Some of the ice that James Balog chases in "Chasing Ice"
Some of the ice that James Balog chases in "Chasing Ice"
Chasing Ice

“Chasing Ice” is a documentary about nature photographer James Balog’s “Extreme Ice Survey,” which uses time-lapse photography and video to document the severe reduction of glaciers due to climate change. And also it’s a movie about proving that climate change exists. In its best moments, the movie is about looking at the hypnotizing majestic movements of glaciers and the very impressive and disturbing time-lapse of glacier retreat.

In terms of the “Extreme Ice Survey,” the movie is mostly interested in the story of how the time-lapse photography came about. It seems like it would have been a simple thing to set up cameras in front of glaciers and allow them to auto-shoot. But actually, nothing like that had ever been done before and special equipment had to be created. And getting the equipment to the glaciers became increasingly difficult for Balog. The trips require much hiking and ice climbing and Balog has an increasingly dysfunctional knee. But he seems willing to completely ignore his body in order to get the photos he needs. In the opening scene we see him happily standing barefoot in the Arctic Ocean to get a close-up of some ice at shore. That’s dedication. I spent a summer in Northern Canada and even dipping a hand or foot in that water for a second is torture.

The revealing of the time-lapse photos is satisfying after curiosity builds for much of the movie. There’s a great score by J. Ralph that plays during the montage that together creates a hauntingly beautiful aesthetic.

Unfortunately we don’t get enough of the time-lapse photos or of Balog’s other, beautiful ice photos. The time-lapse stuff understandably happens at the end because the movie is partly about getting the images.

The movie teases us by throwing in a Balog photo or two from time to time and then only in the end credits do we get an extended montage.

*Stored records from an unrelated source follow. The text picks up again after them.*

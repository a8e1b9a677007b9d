//! Geographic point in EPSG:4326 degrees.

use serde::{Deserialize, Serialize};
use std::fmt;
use std::num::ParseFloatError;

/// Geographic point (lat/lon)
#[derive(Debug, Clone, Copy, PartialEq, Serialize, Deserialize)]
pub struct GeoPoint {
    pub lat: f64,
    pub lon: f64,
}

impl GeoPoint {
    pub fn new(lat: f64, lon: f64) -> Self {
        Self { lat, lon }
    }

    /// Parse the decimal-string pair returned by geocoding services
    pub fn parse(lat: &str, lon: &str) -> Result<Self, ParseFloatError> {
        Ok(Self {
            lat: lat.trim().parse()?,
            lon: lon.trim().parse()?,
        })
    }

    /// Planar point with longitude on the x axis
    pub fn to_point(self) -> geo::Point<f64> {
        geo::Point::new(self.lon, self.lat)
    }
}

impl fmt::Display for GeoPoint {
    fn fmt(&self, f: &mut fmt::Formatter<'_>) -> fmt::Result {
        write!(f, "({}, {})", self.lat, self.lon)
    }
}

In addition to those things, the movie is also a lecture on climate change. In this way, the movie is meant for American audiences more than anyone else. The U.S. is the only country in the world still debating the existence of climate change caused by global warming. Which isn’t to say that most of the rest of the world is further along in solving the problem. We live in the age of irony where we exercise our concern for climate change by saying “Isn’t it ironic that we’re destroying the earth like this when we know full well we shouldn’t be.” And then happily go back to doing it.

Balog says that he undertook the “Extreme Ice Survey” because people need a visual aid to understand that climate change is real. Balog explains that he could have been a scientist but chose not to because he didn’t like working with statistics and computer models. He didn’t want the subject of his work to be reduced to that, which seems to also be the purpose of the movie. The movie then shows us a bunch of statistics and computer models to prove that climate change is happening.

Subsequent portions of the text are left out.